Salve-me

leia e ouça: fiona apple || pure imagination

– Então? – ele perguntou, assim que desligou o carro bem em frente ao edifício em que ela morava.
– Chegamos, né? – ela disse, com um ligeiro sorriso nervoso.
– É, chegamos. Fico feliz por você. Não há nada mais agradável do que mergulhar debaixo das cobertas quentes, nesse frio de rachar que está fazendo. Veja os vidros do carro. Estão completamente embaçados.
– Tem razão – ela respondeu – Realmente está um frio de matar. E esses vidros turvos dão uma falsa pista do que estamos fazendo aqui dentro desse carro, não acha?
Ele sorriu da brincadeira e disse – É mesmo. O porteiro vai pensar em toda a sorte de delírios eróticos. Basta ter em mente que com essa violência toda que assola o mundo, somente um carro com duas pessoas absolutamente sedentas por sexo dentro dele, poderia estar estacionado na rua, às quatro e meia da manhã, com os vidros fechados e embaçados. A imaginação é fértil durante a madrugada.
Ela riu e olhou para ele. Carinhosa, disse – Não vou te convidar para subir, tá?
– Tudo bem – ele disse, desviando o olhar para a rua.
– Você não vai ficar chateado? Por favor?
– Não, claro que não. Está tudo bem. A noite foi ótima. O Clube Varsóvia estava especial hoje – ele respondeu agora com o olhar fixo nela.
– Foi mesmo. Adoro aquele lugar. Clube Varsóvia. Tantas coisas vivi lá e, ainda assim, foi uma das melhores noites que tive em muito tempo. Acredite em mim. Bebi, sorri, dancei, me diverti…
– … beijou – ele a interrompeu.
Ela o olhou desconcertada e emendou – Isso. Beijei. 

– Então não foi apenas minha imaginação. Aconteceu mesmo? – ele perguntou com alegria indisfarçável.

Ela o encarou séria e respondeu – Não. Não foi sua imaginação. Aconteceu mesmo.

Ele sorriu com uma expressão mista de ansiedade e medo. Insegurança.
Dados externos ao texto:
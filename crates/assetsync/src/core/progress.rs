//! Progress tracking and reporting for synchronization runs

use std::sync::Arc;

use super::outcome::FetchOutcome;

/// Progress callback for synchronization runs
pub type ProgressCallback = Arc<dyn Fn(SyncEvent) + Send + Sync>;

/// Events emitted while a tree is synchronized
#[derive(Debug, Clone)]
pub enum SyncEvent {
    /// A batch was handed to a newly started worker
    BatchDispatched {
        worker: usize,
        dir: String,
        files: usize,
    },
    /// A file was trusted locally and left alone
    FileSkipped { path: String },
    /// A worker finished a file
    FileFinished {
        worker: usize,
        path: String,
        outcome: FetchOutcome,
    },
    /// A worker stopped, either done or asked to stop
    WorkerFinished { worker: usize, stopped_early: bool },
    /// Abort was requested; no further batches will be dispatched
    Aborting { pending_workers: usize },
}

/// Trait for progress reporting with more granular control
pub trait ProgressReporter: Send + Sync {
    fn on_batch_dispatched(&self, _worker: usize, _dir: &str, _files: usize) {}
    fn on_file_skipped(&self, _path: &str) {}
    fn on_file_finished(&self, _worker: usize, _path: &str, _outcome: &FetchOutcome) {}
    fn on_worker_finished(&self, _worker: usize, _stopped_early: bool) {}
    fn on_aborting(&self, _pending_workers: usize) {}
}

/// Extension trait to convert ProgressReporter to ProgressCallback
pub trait IntoProgressCallback {
    fn into_callback(self) -> ProgressCallback;
}

impl<T: ProgressReporter + 'static> IntoProgressCallback for T {
    fn into_callback(self) -> ProgressCallback {
        Arc::new(move |event| match event {
            SyncEvent::BatchDispatched { worker, dir, files } => {
                self.on_batch_dispatched(worker, &dir, files);
            }
            SyncEvent::FileSkipped { path } => self.on_file_skipped(&path),
            SyncEvent::FileFinished {
                worker,
                path,
                outcome,
            } => self.on_file_finished(worker, &path, &outcome),
            SyncEvent::WorkerFinished {
                worker,
                stopped_early,
            } => self.on_worker_finished(worker, stopped_early),
            SyncEvent::Aborting { pending_workers } => self.on_aborting(pending_workers),
        })
    }
}

/// Simple console progress reporter implementation
#[derive(Debug, Default)]
pub struct ConsoleProgressReporter {
    pub verbose: bool,
}

impl ConsoleProgressReporter {
    pub fn new(verbose: bool) -> Self {
        Self { verbose }
    }
}

impl ProgressReporter for ConsoleProgressReporter {
    fn on_batch_dispatched(&self, worker: usize, dir: &str, files: usize) {
        let dir = if dir.is_empty() { "Assets" } else { dir };
        println!("[Main] {} folder added to download queue ({} files, worker {})", dir, files, worker);
    }

    fn on_file_skipped(&self, path: &str) {
        if self.verbose {
            println!("[Main] Up to date: {}", path);
        }
    }

    fn on_file_finished(&self, worker: usize, path: &str, outcome: &FetchOutcome) {
        if outcome.is_failure() {
            eprintln!("[worker-{}] {}: {}", worker, path, outcome);
        } else if self.verbose {
            println!("[worker-{}] {}: {}", worker, path, outcome);
        }
    }

    fn on_worker_finished(&self, worker: usize, stopped_early: bool) {
        if self.verbose {
            let state = if stopped_early { "Stopped" } else { "Done" };
            println!("[worker-{}] {}", worker, state);
        }
    }

    fn on_aborting(&self, pending_workers: usize) {
        println!("[Main] Stopping {} workers...", pending_workers);
    }
}

/// Null progress reporter that does nothing
#[derive(Debug, Default)]
pub struct NullProgressReporter;

impl ProgressReporter for NullProgressReporter {}

/// Send an event to an optional callback
pub(crate) fn emit(callback: &Option<ProgressCallback>, event: SyncEvent) {
    if let Some(callback) = callback {
        callback(event);
    }
}

#[cfg(test)]
mod tests {
    use super::*;
    use std::sync::Mutex;

    #[derive(Default)]
    struct Recorder {
        seen: Arc<Mutex<Vec<String>>>,
    }

    impl ProgressReporter for Recorder {
        fn on_file_skipped(&self, path: &str) {
            self.seen.lock().unwrap().push(format!("skip {}", path));
        }

        fn on_file_finished(&self, worker: usize, path: &str, outcome: &FetchOutcome) {
            self.seen
                .lock()
                .unwrap()
                .push(format!("{} {} {}", worker, path, outcome));
        }
    }

    #[test]
    fn test_reporter_into_callback_dispatches() {
        let seen = Arc::new(Mutex::new(Vec::new()));
        let callback = Recorder { seen: seen.clone() }.into_callback();

        callback(SyncEvent::FileSkipped { path: "a.csv".into() });
        callback(SyncEvent::FileFinished {
            worker: 2,
            path: "b.sc".into(),
            outcome: FetchOutcome::Downloaded,
        });
        callback(SyncEvent::WorkerFinished {
            worker: 2,
            stopped_early: false,
        });

        let seen = seen.lock().unwrap();
        assert_eq!(*seen, vec!["skip a.csv".to_string(), "2 b.sc downloaded".to_string()]);
    }

    #[test]
    fn test_null_reporter_accepts_everything() {
        let callback = NullProgressReporter.into_callback();
        callback(SyncEvent::Aborting { pending_workers: 3 });
        emit(&Some(callback), SyncEvent::FileSkipped { path: "x".into() });
        emit(&None, SyncEvent::FileSkipped { path: "x".into() });
    }
}
//! Hierarchical asset manifest model
//!
//! An asset tree mirrors the remote directory layout: [`Group`]s are
//! directories holding an ordered list of children and [`Leaf`]s are files
//! with the content hash the manifest publishes for them.

use serde::{Deserialize, Serialize};

/// Files that exist on every mirror but are not listed in the manifest.
pub const UNLISTED_ITEMS: [&str; 2] = ["fingerprint.json", "version.number"];

/// A file entry in the manifest
#[derive(Debug, Clone, PartialEq, Eq, Serialize, Deserialize)]
pub struct Leaf {
    pub name: String,
    /// Lowercase hex digest published for the file, empty when unknown
    pub expected_hash: String,
}

impl Leaf {
    pub fn new<N: Into<String>, H: Into<String>>(name: N, expected_hash: H) -> Self {
        Self {
            name: name.into(),
            expected_hash: expected_hash.into(),
        }
    }

    /// Whether the manifest carries a hash to check this file against
    pub fn has_hash(&self) -> bool {
        !self.expected_hash.is_empty()
    }
}

/// A directory entry in the manifest
#[derive(Debug, Clone, Default, PartialEq, Eq, Serialize, Deserialize)]
pub struct Group {
    pub name: String,
    pub children: Vec<AssetNode>,
}

/// A node of the asset tree
#[derive(Debug, Clone, PartialEq, Eq, Serialize, Deserialize)]
pub enum AssetNode {
    Group(Group),
    Leaf(Leaf),
}

impl AssetNode {
    pub fn name(&self) -> &str {
        match self {
            AssetNode::Group(group) => &group.name,
            AssetNode::Leaf(leaf) => &leaf.name,
        }
    }
}

impl Group {
    pub fn new<N: Into<String>>(name: N) -> Self {
        Self {
            name: name.into(),
            children: Vec::new(),
        }
    }

    pub fn with_leaf(mut self, leaf: Leaf) -> Self {
        self.children.push(AssetNode::Leaf(leaf));
        self
    }

    pub fn with_group(mut self, group: Group) -> Self {
        self.children.push(AssetNode::Group(group));
        self
    }

    /// Leaf children in manifest order
    pub fn leaves(&self) -> impl Iterator<Item = &Leaf> {
        self.children.iter().filter_map(|child| match child {
            AssetNode::Leaf(leaf) => Some(leaf),
            AssetNode::Group(_) => None,
        })
    }

    /// Group children in manifest order
    pub fn groups(&self) -> impl Iterator<Item = &Group> {
        self.children.iter().filter_map(|child| match child {
            AssetNode::Group(group) => Some(group),
            AssetNode::Leaf(_) => None,
        })
    }

    /// Find the child group called `name`, creating it at the end if absent
    pub fn group_mut(&mut self, name: &str) -> &mut Group {
        let index = self
            .children
            .iter()
            .position(|child| matches!(child, AssetNode::Group(g) if g.name == name));

        let index = match index {
            Some(index) => index,
            None => {
                self.children.push(AssetNode::Group(Group::new(name)));
                self.children.len() - 1
            }
        };

        match &mut self.children[index] {
            AssetNode::Group(group) => group,
            AssetNode::Leaf(_) => unreachable!("index points at a group"),
        }
    }

    /// Number of leaves in this group and all groups below it
    pub fn leaf_count(&self) -> usize {
        self.children
            .iter()
            .map(|child| match child {
                AssetNode::Leaf(_) => 1,
                AssetNode::Group(group) => group.leaf_count(),
            })
            .sum()
    }
}

/// A complete manifest tree, rooted at an unnamed group
#[derive(Debug, Clone, Default, PartialEq, Eq)]
pub struct AssetTree {
    root: Group,
}

impl AssetTree {
    pub fn new(root: Group) -> Self {
        Self { root }
    }

    pub fn root(&self) -> &Group {
        &self.root
    }

    pub fn root_mut(&mut self) -> &mut Group {
        &mut self.root
    }

    /// Append the well-known files that the manifest does not list to the
    /// root group. They carry no hash, so they are fetched on every run.
    pub fn add_unlisted_items(&mut self) {
        for name in UNLISTED_ITEMS {
            self.root.children.push(AssetNode::Leaf(Leaf::new(name, "")));
        }
    }

    pub fn with_unlisted_items(mut self) -> Self {
        self.add_unlisted_items();
        self
    }

    pub fn leaf_count(&self) -> usize {
        self.root.leaf_count()
    }
}

impl From<Group> for AssetTree {
    fn from(root: Group) -> Self {
        Self::new(root)
    }
}

/// Join a POSIX relative directory and a name
pub fn join_posix(dir: &str, name: &str) -> String {
    if dir.is_empty() {
        name.to_string()
    } else {
        format!("{}/{}", dir, name)
    }
}

/// A bounded unit of download work: leaves of one directory
#[derive(Debug, Clone, PartialEq, Eq)]
pub struct Batch {
    /// POSIX path of the directory relative to the destination root
    pub dir: String,
    pub leaves: Vec<Leaf>,
}

impl Batch {
    pub fn new<D: Into<String>>(dir: D) -> Self {
        Self {
            dir: dir.into(),
            leaves: Vec::new(),
        }
    }

    pub fn len(&self) -> usize {
        self.leaves.len()
    }

    pub fn is_empty(&self) -> bool {
        self.leaves.is_empty()
    }

    /// Relative POSIX path of a leaf in this batch
    pub fn relative_path(&self, leaf: &Leaf) -> String {
        join_posix(&self.dir, &leaf.name)
    }
}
Após alguns segundos, ela continuou – Isso. Beijei. Nos beijamos. E foi muito bom. Admito. Mas preciso pensar um pouco a respeito disso tudo, ok? Não quero errar tudo. De novo. Até ontem você era o melhor amigo do meu ex-namorado. Aliás, até semana passada eu “oficialmente” o namorava. Não quero apressar as coisas. Quero estar certa de que não vamos arrebentar a nossa cara com uma força devastadora e sem volta.
Ele olhou para ela e ela continuou – Então, tudo bem? Não vai pirar na sua imaginação? No que pode ou não acontecer? Ao menos por enquanto?
– Não. Tudo bem. Está tudo bem. Fica tranquila – ele respondeu e brincou – Deixo a imaginação fértil da madrugada para os porteiros solitários e sonolentos.
Ela sorriu tímida e disse – Então eu vou subir para as minhas cobertas quentinhas e você vai para casa dormir como um anjo. Combinado?
– Amanhã você me liga? – ele perguntou.
Ela o olhou com carinho e, após um longo silêncio, apenas disse sem muita firmeza – Pode ser, vamos ver.
Com um nó na garganta, ele viu ela se aproximar e trocaram ainda mais um beijo longo antes de ela sair do carro com um sorriso gentil. Na entrada do prédio ela se virou, acenou e mandou um beijo em sua direção. Ele ficou lá, dentro do veículo, com a cabeça encostada a observar aquela mulher linda desaparecer através da entrada do edifício antigo. Ficou quieto, apenas ouvindo uma antiga canção de amor ou desilusão que estava tocando no rádio, enquanto seus dedos desenhavam no vidro embaçado do carro. Respirou fundo e decidiu ir embora. Com as ideias distantes, não percebeu que havia escrito algo e não apenas desenhado uma figura qualquer sem sentido. Não se deu conta que os seus dedos quentes e cheirando a fumaça de cigarro e vinho tinto haviam deixado estampado no vidro úmido um pedido curto e revelador: Salve-me… 

E, sem sequer ter percebido o que escreveu, ele deu um grito longo, aumentou o volume do rádio, ligou o carro, acelerou e partiu. As letras, as vogais e as consoantes estampadas no vidro? Bem, elas apenas desapareceram. Apenas desapareceram como vários sonhos desaparecem quando o dia nasce e a imaginação dissipa. Simples e dolorido assim. Simples e dolorido assim.